Oil traders got a breather this week. A six-week war that killed thousands and sent crude above $150 per barrel just got a two-week pause.

But missiles were still flying from Iran even after the deal kicked in. The ceasefire is real - the relief is temporary.

The Deal's Fine Print

Pakistan brokered the truce in the final hours before a Trump deadline that threatened to wipe out Iranian infrastructure. The core condition: Iran must fully reopen the Strait of Hormuz - the narrow waterway that funnels roughly one-third of all seaborne crude between Iran and Oman.

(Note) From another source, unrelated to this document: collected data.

//! genapi
//!
//! Generate the element-wise operator API from the operator catalog.
//!
//! Usage: `genapi [--root DIR] [--output FILE] [--from-registry] [--catalog-json]`

use clap::Parser;
use std::path::PathBuf;
use std::process;
use tracing::{error, info};

use cmpkit_genapi::{CatalogSource, GenConfig};

#[derive(Parser, Debug)]
#[command(name = "genapi")]
#[command(about = "Generate the element-wise operator API from the operator catalog")]
struct Args {
    /// Source root holding the operator declaration files
    #[arg(long, env = "CMPKIT_ROOT", default_value = ".")]
    root: PathBuf,

    /// Output file (defaults to <root>/api_gen.rs)
    #[arg(long)]
    output: Option<PathBuf>,

    /// Read operators from the built-in operator table instead of the
    /// declaration files
    #[arg(long)]
    from_registry: bool,

    /// Print the normalized catalog as JSON instead of writing the API
    #[arg(long)]
    catalog_json: bool,
}

fn main() {
    cmpkit_genapi::init_logging();

    let args = Args::parse();

    let mut config = GenConfig::new(&args.root);
    if let Some(output) = args.output {
        config = config.with_output(output);
    }
    if args.from_registry {
        config = config.with_source(CatalogSource::Registry);
    }

    if args.catalog_json {
        match cmpkit_genapi::catalog_json(&config) {
            Ok(json) => println!("{json}"),
            Err(err) => {
                error!("{err}");
                process::exit(1);
            }
        }
        return;
    }

    match cmpkit_genapi::run(&config) {
        Ok(path) => info!("Generated {}", path.display()),
        Err(err) => {
            error!("{err}");
            process::exit(1);
        }
    }
}
//! cmpkit API generator
//!
//! Turns the unary and binary operator catalogs into `api_gen.rs`: one
//! wrapper per operator and a graph factory per binary operator.
//!
//! The run is sequential and all-or-nothing: parse, extract, normalize,
//! render, then write. The output is rendered in memory and moved into place
//! only after every step succeeded.

pub mod catalog;
pub mod config;
pub mod emit;
pub mod error;

use std::fs::{self, Permissions};
use std::io::Write;
use std::path::{Path, PathBuf};

use cmpkit_registry::{Arity, OperatorDescriptor, normalize_catalog};
use serde::Serialize;
use tempfile::NamedTempFile;
use tracing::info;
use tracing_subscriber::{EnvFilter, fmt};

pub use config::{CatalogGroup, CatalogSource, GenConfig};
pub use emit::BANNER;
pub use error::{GenError, Result};

use catalog::GroupKind;
use emit::Family;

/// Initialize logging with a default filter.
///
/// Use `RUST_LOG` environment variable to override the default filter.
pub fn init_logging() {
    let filter = EnvFilter::try_from_default_env()
        .unwrap_or_else(|_| EnvFilter::new("info,cmpkit_genapi=debug"));

    fmt().with_env_filter(filter).with_target(false).init();
}

/// Normalized operators of one arity.
#[derive(Debug, Clone, Serialize)]
pub struct FamilyCatalog {
    pub opcode_type: String,
    #[serde(skip)]
    pub kind: GroupKind,
    pub operators: Vec<OperatorDescriptor>,
}

/// Both operator families, in declaration order.
#[derive(Debug, Clone, Serialize)]
pub struct Catalog {
    pub unary: FamilyCatalog,
    pub binary: FamilyCatalog,
}

impl Catalog {
    /// Load and normalize both families from the configured source.
    pub fn load(config: &GenConfig) -> Result<Self> {
        Ok(Self {
            unary: load_family(config, Arity::Unary)?,
            binary: load_family(config, Arity::Binary)?,
        })
    }

    /// Render the generated API source.
    pub fn render(&self) -> Result<String> {
        emit::render_file(
            family(Arity::Unary, &self.unary),
            family(Arity::Binary, &self.binary),
        )
    }
}

fn family(arity: Arity, catalog: &FamilyCatalog) -> Family<'_> {
    Family {
        arity,
        descriptors: &catalog.operators,
        opcode_type: &catalog.opcode_type,
        qualified: catalog.kind == GroupKind::Enum,
    }
}

fn load_family(config: &GenConfig, arity: Arity) -> Result<FamilyCatalog> {
    let group = config.group(arity);
    let (kind, operators) = match config.source {
        CatalogSource::Declarations => {
            let path = config.source_path(arity);
            let file = catalog::parse_source(path)?;
            match catalog::find_group(&file, &group.type_name, &group.sentinel) {
                Some(found) => (found.kind, normalize_catalog(found.names, arity)?),
                None => (GroupKind::Enum, Vec::new()),
            }
        }
        CatalogSource::Registry => (
            GroupKind::Enum,
            cmpkit_registry::operator::descriptors(arity)?,
        ),
    };
    Ok(FamilyCatalog {
        opcode_type: group.type_name.clone(),
        kind,
        operators,
    })
}

/// Render the API for `config` without touching the filesystem output.
pub fn generate(config: &GenConfig) -> Result<String> {
    Catalog::load(config)?.render()
}

/// Normalized catalog as pretty-printed JSON.
pub fn catalog_json(config: &GenConfig) -> Result<String> {
    Ok(serde_json::to_string_pretty(&Catalog::load(config)?)?)
}

/// Generate and write the API file. Returns the output path.
pub fn run(config: &GenConfig) -> Result<PathBuf> {
    info!(root = %config.root.display(), source = ?config.source, "generating operator API");
    let source = generate(config)?;
    write_atomic(&config.output, &source)?;
    info!(path = %config.output.display(), bytes = source.len(), "wrote operator API");
    Ok(config.output.clone())
}

/// Mode of a freshly generated file.
#[cfg(unix)]
const NEW_FILE_MODE: u32 = 0o644;

/// Permissions the written file should carry: those of the file being
/// replaced, or world-readable for a new file.
fn output_permissions(path: &Path) -> Option<Permissions> {
    if let Ok(meta) = fs::metadata(path) {
        return Some(meta.permissions());
    }
    #[cfg(unix)]
    {
        use std::os::unix::fs::PermissionsExt;
        Some(Permissions::from_mode(NEW_FILE_MODE))
    }
    #[cfg(not(unix))]
    None
}

/// Replace `path` with `contents` through a temporary file in the same
/// directory. On failure the previous file is left as it was.
///
/// The temporary file is created owner-only; it takes the replaced file's
/// permissions (or `0o644` on unix) before it is moved into place.
pub fn write_atomic(path: &Path, contents: &str) -> Result<()> {
    let write_err = |source| GenError::Write {
        path: path.to_path_buf(),
        source,
    };
    let dir = match path.parent() {
        Some(parent) if !parent.as_os_str().is_empty() => parent,
        _ => Path::new("."),
    };

    let mut file = NamedTempFile::new_in(dir).map_err(write_err)?;
    file.write_all(contents.as_bytes()).map_err(write_err)?;
    if let Some(permissions) = output_permissions(path) {
        file.as_file().set_permissions(permissions).map_err(write_err)?;
    }
    file.as_file().sync_all().map_err(write_err)?;
    file.persist(path).map_err(|err| write_err(err.error))?;
    Ok(())
}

But Iran's response left room for interpretation. Officials said passage is "possible" after coordinating with its armed forces and accounting for "technical limitations."

Matt Gertken, chief geopolitical strategist at BCA Research, warned that language is dangerously vague: "Fighting will ignite later this year, if not later this month." Delegations from both sides will meet in Islamabad on Friday.

Oil's New Floor Is Much Higher

The war sent oil from around $70 per barrel to above $150 at its peak. This week's ceasefire pulled crude below $100 for the first time since February.

That sounds like relief - until you realize oil is still nearly 50% more expensive than before the fighting started. Think of it like a rubber band stretched too far - it doesn't snap back to where it started. Governments worldwide are hoarding fuel and restocking reserves in case conflict resumes.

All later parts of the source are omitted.